> _Work required_: Your answer should consist of the lines in the data below that contain "FrameView".

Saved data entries
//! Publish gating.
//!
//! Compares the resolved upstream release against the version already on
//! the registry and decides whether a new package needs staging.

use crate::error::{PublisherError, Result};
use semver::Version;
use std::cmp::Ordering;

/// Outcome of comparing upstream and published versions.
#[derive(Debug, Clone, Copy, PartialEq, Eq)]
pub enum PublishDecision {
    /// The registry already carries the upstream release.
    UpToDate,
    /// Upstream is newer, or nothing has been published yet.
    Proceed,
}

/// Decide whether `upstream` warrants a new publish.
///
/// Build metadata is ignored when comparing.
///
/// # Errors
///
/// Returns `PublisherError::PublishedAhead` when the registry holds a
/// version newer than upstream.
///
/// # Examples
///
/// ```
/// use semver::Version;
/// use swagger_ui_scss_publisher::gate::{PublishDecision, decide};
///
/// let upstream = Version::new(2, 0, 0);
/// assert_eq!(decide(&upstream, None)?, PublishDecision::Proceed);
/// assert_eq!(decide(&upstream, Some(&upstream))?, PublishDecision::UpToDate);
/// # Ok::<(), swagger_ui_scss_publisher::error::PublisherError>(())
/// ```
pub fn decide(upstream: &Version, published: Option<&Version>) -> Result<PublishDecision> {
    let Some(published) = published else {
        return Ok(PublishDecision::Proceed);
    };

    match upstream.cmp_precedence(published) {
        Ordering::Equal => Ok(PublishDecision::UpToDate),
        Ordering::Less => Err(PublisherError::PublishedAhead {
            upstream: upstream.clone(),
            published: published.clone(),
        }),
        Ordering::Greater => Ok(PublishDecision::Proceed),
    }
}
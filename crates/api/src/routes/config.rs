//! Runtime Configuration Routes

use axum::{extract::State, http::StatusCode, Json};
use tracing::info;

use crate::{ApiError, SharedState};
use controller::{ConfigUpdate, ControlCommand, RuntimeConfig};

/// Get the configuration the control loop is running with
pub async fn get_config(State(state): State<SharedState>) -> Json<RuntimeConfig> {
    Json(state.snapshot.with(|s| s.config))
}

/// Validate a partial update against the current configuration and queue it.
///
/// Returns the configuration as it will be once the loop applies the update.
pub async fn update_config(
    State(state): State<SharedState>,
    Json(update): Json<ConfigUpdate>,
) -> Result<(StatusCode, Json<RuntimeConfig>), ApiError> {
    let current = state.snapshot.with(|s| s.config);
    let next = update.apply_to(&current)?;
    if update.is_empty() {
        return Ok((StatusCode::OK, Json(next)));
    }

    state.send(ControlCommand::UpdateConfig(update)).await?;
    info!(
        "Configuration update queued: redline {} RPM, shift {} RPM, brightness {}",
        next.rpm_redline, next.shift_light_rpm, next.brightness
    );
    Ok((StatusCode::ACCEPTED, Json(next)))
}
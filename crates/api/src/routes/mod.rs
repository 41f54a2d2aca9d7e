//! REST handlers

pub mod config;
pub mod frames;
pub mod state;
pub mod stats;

* * *

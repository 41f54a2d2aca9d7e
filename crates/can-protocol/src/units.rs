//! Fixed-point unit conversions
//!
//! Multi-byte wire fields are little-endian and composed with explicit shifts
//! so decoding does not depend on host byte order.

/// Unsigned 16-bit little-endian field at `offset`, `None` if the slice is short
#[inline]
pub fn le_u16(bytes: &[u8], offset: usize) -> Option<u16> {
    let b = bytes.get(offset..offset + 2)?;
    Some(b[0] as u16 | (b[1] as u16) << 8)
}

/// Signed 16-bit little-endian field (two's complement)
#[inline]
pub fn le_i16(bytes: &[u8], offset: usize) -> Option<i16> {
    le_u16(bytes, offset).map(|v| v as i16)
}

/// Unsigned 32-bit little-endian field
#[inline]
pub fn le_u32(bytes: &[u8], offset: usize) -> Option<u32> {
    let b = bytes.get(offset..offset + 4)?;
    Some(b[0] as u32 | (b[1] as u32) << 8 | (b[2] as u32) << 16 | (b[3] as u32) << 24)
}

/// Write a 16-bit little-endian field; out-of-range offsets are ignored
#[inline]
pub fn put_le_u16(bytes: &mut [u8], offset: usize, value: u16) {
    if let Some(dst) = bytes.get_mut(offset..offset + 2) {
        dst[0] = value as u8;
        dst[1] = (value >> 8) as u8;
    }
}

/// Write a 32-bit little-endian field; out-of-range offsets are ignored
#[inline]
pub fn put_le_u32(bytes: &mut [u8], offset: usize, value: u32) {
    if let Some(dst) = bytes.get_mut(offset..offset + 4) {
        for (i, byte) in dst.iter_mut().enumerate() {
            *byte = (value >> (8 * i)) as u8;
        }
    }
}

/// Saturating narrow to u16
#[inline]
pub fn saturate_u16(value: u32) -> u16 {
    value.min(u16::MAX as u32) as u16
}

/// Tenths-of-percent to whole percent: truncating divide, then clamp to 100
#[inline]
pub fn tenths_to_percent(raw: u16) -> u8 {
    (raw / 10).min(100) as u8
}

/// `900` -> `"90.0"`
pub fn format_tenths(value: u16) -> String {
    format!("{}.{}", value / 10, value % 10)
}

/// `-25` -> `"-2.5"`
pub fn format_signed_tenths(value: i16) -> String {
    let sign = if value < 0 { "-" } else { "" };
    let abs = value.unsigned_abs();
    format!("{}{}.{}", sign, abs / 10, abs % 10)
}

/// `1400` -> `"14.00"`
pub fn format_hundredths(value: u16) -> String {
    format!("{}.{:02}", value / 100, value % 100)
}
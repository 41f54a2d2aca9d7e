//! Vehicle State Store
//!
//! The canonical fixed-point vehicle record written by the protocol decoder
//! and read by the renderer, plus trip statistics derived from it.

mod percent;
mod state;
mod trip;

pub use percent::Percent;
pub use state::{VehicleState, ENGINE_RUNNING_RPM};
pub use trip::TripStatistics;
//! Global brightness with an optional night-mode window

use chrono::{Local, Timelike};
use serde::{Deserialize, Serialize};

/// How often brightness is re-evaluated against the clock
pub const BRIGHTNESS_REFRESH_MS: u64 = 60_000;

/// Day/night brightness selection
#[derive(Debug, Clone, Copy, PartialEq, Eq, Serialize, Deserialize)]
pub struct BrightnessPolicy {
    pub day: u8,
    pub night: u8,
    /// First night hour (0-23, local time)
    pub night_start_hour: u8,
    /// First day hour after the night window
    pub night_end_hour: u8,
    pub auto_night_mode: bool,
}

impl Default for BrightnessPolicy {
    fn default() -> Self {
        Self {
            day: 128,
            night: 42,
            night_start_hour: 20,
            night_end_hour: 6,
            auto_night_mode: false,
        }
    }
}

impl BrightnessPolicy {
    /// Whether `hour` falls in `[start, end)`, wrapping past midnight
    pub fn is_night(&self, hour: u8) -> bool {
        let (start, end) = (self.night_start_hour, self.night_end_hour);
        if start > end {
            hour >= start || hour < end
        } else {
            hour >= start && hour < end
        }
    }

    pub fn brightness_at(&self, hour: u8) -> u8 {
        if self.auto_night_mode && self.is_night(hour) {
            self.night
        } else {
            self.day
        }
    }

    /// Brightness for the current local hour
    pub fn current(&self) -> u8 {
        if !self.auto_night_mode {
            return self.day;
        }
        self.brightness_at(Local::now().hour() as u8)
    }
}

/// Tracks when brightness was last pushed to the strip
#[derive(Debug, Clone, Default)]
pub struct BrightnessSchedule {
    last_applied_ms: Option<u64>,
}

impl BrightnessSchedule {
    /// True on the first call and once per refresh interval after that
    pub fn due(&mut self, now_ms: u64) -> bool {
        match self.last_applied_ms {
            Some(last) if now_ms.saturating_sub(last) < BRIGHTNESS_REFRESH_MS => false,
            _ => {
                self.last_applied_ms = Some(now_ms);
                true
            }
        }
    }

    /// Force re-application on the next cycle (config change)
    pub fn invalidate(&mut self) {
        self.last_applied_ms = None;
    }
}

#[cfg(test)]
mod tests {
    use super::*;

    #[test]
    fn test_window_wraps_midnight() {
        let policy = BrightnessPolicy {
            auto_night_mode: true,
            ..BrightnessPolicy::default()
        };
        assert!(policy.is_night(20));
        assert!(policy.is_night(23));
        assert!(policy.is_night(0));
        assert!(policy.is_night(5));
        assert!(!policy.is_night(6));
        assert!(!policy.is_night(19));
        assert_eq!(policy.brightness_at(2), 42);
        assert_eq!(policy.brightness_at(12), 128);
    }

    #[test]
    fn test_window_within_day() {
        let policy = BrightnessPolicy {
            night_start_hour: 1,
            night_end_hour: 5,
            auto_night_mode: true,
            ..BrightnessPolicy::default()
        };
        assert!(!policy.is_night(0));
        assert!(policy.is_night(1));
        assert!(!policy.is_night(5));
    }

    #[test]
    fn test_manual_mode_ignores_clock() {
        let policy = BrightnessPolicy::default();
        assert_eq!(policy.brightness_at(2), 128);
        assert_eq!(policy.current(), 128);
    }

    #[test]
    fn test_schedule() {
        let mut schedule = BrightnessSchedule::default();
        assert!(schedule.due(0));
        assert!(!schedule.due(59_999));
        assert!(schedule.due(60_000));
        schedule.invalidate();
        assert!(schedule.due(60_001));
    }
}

...

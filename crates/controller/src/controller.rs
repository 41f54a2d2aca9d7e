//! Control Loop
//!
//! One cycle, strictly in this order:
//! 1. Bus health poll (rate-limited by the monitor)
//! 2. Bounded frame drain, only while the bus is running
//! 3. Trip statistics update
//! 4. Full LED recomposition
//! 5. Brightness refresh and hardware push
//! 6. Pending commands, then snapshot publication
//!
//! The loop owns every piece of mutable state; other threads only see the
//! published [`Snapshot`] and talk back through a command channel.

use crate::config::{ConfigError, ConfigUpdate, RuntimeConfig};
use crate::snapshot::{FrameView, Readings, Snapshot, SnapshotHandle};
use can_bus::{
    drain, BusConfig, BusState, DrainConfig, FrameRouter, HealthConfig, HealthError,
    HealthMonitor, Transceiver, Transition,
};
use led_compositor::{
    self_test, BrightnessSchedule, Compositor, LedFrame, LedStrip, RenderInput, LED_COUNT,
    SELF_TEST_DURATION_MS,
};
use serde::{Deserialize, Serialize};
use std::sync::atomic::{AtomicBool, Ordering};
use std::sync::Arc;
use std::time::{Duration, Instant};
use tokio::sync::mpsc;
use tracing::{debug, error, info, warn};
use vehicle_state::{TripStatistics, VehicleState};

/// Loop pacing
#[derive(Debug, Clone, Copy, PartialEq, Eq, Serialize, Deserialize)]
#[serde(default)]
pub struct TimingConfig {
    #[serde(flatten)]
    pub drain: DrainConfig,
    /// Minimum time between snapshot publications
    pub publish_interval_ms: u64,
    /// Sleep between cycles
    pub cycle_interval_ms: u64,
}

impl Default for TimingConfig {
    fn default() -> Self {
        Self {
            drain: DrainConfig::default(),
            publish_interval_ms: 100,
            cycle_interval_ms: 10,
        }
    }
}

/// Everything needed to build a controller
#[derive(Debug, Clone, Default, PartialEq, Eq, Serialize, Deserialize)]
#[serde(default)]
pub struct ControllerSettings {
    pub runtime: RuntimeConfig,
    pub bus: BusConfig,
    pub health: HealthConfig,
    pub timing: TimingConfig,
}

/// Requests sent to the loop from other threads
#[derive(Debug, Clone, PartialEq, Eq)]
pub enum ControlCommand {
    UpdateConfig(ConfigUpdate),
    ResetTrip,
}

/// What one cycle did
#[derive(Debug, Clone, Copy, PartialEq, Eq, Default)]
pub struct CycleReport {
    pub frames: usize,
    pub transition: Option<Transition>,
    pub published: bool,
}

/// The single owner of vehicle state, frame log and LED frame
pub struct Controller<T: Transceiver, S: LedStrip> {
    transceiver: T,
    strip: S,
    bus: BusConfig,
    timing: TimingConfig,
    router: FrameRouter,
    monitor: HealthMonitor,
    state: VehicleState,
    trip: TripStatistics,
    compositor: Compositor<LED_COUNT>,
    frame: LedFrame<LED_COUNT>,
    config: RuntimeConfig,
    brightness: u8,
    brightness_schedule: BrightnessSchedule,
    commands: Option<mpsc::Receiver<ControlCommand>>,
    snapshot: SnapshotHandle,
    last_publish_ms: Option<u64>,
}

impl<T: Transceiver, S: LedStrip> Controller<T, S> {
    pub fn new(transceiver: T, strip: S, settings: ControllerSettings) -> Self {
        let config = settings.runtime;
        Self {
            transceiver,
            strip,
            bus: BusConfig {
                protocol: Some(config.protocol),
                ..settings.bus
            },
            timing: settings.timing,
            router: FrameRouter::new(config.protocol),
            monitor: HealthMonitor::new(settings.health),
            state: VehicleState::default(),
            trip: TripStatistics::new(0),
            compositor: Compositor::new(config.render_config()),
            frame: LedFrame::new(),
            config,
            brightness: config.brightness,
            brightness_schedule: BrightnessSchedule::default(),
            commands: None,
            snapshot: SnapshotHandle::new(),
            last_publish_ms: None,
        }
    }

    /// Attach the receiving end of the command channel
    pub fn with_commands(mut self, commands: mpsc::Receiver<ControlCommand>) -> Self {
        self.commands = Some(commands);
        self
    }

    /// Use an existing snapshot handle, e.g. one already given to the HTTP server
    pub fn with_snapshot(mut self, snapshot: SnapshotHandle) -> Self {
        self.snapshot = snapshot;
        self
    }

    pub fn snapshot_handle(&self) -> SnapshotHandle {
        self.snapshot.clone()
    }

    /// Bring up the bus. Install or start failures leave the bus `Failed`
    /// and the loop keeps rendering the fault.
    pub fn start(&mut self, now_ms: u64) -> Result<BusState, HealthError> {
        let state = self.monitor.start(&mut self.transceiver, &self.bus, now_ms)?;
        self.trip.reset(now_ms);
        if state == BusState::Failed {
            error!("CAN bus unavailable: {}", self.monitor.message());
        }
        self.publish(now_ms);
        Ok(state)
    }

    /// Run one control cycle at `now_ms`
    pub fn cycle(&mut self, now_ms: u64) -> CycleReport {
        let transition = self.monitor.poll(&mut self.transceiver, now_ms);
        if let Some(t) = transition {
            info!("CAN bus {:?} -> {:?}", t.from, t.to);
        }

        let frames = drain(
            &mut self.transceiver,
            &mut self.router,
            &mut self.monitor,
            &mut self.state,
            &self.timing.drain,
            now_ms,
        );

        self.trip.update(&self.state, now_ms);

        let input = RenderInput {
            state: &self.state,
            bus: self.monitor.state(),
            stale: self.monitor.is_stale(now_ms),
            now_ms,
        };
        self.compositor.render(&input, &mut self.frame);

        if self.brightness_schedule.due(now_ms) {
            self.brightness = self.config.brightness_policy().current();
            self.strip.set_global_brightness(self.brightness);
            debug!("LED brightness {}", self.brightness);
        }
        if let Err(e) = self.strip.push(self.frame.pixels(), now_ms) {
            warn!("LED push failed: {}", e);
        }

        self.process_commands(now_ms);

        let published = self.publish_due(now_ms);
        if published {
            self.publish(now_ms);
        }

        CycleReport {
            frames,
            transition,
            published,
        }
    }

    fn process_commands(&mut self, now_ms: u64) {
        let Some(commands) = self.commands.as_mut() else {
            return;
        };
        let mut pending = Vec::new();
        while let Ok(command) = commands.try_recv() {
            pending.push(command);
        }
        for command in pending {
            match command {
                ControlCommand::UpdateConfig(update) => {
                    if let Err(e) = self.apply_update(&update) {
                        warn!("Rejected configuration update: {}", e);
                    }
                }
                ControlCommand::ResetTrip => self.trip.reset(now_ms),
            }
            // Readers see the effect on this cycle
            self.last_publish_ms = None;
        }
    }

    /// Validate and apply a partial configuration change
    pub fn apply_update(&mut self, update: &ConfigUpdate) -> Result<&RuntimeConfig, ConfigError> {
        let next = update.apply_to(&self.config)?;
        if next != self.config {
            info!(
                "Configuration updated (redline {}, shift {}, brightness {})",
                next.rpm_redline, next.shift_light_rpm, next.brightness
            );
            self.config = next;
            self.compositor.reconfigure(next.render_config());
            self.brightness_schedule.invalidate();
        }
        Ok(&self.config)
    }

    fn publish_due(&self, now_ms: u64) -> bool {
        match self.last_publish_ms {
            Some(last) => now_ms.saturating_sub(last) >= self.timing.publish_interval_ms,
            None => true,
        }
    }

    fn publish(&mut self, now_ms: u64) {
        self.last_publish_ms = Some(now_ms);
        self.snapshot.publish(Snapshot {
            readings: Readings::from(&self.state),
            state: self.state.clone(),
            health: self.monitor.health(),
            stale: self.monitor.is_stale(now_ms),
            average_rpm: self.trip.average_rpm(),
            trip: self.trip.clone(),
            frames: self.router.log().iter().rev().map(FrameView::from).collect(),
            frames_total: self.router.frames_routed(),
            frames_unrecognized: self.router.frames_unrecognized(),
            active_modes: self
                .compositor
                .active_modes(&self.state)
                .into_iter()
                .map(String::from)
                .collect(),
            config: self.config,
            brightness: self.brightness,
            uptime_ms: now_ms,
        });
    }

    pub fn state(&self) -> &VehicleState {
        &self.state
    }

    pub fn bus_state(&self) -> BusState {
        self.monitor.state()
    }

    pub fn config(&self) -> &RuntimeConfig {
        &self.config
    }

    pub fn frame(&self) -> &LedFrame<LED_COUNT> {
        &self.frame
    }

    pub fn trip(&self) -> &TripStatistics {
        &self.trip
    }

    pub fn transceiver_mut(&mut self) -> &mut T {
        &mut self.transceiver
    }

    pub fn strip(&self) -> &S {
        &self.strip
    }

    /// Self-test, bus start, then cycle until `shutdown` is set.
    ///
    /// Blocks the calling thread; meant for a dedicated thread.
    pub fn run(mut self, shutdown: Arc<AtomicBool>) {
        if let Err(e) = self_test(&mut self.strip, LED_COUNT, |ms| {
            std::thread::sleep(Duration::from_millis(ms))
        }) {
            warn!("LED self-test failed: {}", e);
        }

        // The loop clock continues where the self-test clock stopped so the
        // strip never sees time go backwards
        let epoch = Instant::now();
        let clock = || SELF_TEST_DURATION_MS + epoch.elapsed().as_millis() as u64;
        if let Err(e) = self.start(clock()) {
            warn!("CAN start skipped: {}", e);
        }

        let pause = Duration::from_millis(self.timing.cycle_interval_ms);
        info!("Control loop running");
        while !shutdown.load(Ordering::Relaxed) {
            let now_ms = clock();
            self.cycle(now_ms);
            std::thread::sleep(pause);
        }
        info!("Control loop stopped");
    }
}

> _Written answer_:
use crate::snapshot::{FrameView, Readings, Snapshot, SnapshotHandle};
            frames: self.router.log().iter().rev().map(FrameView::from).collect(),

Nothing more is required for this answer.